→ **WHAT IS BEING ASKED**:
If a line below includes the string "under", copy it.
%%
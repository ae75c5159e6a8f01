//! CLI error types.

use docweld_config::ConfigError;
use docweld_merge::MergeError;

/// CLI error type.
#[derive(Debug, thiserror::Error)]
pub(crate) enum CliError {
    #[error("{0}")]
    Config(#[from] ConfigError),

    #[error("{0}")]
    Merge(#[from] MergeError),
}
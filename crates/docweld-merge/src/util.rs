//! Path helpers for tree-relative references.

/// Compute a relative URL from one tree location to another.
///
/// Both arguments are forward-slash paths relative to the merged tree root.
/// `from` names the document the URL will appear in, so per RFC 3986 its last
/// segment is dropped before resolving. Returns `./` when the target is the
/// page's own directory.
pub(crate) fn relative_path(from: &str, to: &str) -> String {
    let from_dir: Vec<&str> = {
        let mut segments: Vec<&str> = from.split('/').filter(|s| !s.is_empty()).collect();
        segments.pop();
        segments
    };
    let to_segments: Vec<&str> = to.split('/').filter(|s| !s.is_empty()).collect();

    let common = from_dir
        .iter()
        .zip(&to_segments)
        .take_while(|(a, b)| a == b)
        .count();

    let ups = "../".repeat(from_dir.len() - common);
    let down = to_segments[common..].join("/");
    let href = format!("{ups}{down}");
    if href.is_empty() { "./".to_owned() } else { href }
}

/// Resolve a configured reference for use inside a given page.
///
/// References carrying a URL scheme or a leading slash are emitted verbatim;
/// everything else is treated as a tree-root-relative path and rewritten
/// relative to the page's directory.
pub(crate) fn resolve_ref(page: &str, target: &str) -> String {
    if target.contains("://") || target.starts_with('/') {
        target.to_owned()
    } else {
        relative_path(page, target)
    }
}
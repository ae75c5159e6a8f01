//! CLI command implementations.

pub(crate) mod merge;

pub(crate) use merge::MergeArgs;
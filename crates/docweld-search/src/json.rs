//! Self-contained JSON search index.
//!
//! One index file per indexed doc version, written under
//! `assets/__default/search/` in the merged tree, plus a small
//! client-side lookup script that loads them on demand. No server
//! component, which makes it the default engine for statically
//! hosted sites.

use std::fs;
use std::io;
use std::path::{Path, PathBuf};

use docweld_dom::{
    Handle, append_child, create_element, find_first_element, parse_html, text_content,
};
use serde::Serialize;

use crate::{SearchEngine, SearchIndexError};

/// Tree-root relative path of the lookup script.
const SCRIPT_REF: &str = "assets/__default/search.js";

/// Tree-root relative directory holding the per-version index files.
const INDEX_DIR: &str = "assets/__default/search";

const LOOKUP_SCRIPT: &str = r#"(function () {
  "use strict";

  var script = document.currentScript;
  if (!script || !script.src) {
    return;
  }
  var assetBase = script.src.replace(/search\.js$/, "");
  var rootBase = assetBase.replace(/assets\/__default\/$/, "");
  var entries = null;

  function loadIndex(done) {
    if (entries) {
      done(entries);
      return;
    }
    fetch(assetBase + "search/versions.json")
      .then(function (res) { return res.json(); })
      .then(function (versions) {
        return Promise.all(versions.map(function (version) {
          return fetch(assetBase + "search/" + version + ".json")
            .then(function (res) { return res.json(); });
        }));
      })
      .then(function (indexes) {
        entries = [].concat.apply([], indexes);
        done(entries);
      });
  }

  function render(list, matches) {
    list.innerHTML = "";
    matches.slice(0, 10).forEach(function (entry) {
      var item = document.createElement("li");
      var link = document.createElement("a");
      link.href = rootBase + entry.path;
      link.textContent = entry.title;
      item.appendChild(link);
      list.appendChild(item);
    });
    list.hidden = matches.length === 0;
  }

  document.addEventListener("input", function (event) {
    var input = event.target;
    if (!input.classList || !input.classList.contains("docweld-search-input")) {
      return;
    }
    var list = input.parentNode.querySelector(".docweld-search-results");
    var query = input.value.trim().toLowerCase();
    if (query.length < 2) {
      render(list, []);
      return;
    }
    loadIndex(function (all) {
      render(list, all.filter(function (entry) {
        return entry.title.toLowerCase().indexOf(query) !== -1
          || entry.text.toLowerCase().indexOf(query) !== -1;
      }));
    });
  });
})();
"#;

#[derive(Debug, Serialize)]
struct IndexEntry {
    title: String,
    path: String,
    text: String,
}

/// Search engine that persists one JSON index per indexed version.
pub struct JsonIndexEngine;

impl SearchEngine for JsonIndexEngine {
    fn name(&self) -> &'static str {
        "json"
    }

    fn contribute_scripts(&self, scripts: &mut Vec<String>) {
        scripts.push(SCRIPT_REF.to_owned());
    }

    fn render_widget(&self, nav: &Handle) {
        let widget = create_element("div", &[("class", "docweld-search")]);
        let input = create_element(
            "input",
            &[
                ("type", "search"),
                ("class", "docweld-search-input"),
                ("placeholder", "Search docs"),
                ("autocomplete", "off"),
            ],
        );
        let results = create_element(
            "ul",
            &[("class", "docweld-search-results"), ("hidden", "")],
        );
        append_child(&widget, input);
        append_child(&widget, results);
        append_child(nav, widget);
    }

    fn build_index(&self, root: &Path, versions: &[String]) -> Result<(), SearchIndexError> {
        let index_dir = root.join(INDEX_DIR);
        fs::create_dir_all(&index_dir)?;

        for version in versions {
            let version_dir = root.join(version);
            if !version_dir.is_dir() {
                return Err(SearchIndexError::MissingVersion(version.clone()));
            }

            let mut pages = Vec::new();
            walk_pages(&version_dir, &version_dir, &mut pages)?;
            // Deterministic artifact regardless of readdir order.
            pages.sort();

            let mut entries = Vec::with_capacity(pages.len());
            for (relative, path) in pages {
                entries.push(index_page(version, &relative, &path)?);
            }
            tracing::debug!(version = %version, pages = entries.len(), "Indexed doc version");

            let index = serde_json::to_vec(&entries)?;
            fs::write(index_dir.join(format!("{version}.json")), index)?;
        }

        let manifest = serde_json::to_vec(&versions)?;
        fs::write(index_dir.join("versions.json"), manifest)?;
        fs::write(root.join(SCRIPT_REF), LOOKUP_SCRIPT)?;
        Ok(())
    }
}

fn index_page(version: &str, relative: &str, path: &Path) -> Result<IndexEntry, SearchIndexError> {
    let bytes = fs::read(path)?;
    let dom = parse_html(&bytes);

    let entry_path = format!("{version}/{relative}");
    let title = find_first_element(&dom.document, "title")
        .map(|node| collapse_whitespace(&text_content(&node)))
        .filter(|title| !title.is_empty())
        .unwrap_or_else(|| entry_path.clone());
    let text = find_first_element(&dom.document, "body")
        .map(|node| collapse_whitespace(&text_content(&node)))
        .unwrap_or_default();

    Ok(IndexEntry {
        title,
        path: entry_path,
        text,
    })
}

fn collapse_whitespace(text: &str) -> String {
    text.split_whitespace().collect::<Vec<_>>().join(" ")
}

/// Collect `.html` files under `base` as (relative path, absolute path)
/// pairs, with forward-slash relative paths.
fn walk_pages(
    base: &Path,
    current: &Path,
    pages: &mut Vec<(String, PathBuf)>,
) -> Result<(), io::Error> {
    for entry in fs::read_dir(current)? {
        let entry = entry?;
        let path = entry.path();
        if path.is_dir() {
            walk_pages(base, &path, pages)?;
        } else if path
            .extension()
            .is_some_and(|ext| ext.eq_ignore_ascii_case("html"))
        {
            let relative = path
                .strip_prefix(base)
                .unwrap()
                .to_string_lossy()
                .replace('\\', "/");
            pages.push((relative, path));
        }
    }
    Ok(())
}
%%
→ **RESPONSE TO THE TASK**:
//! One index file per indexed doc version, written under
/// Collect `.html` files under `base` as (relative path, absolute path)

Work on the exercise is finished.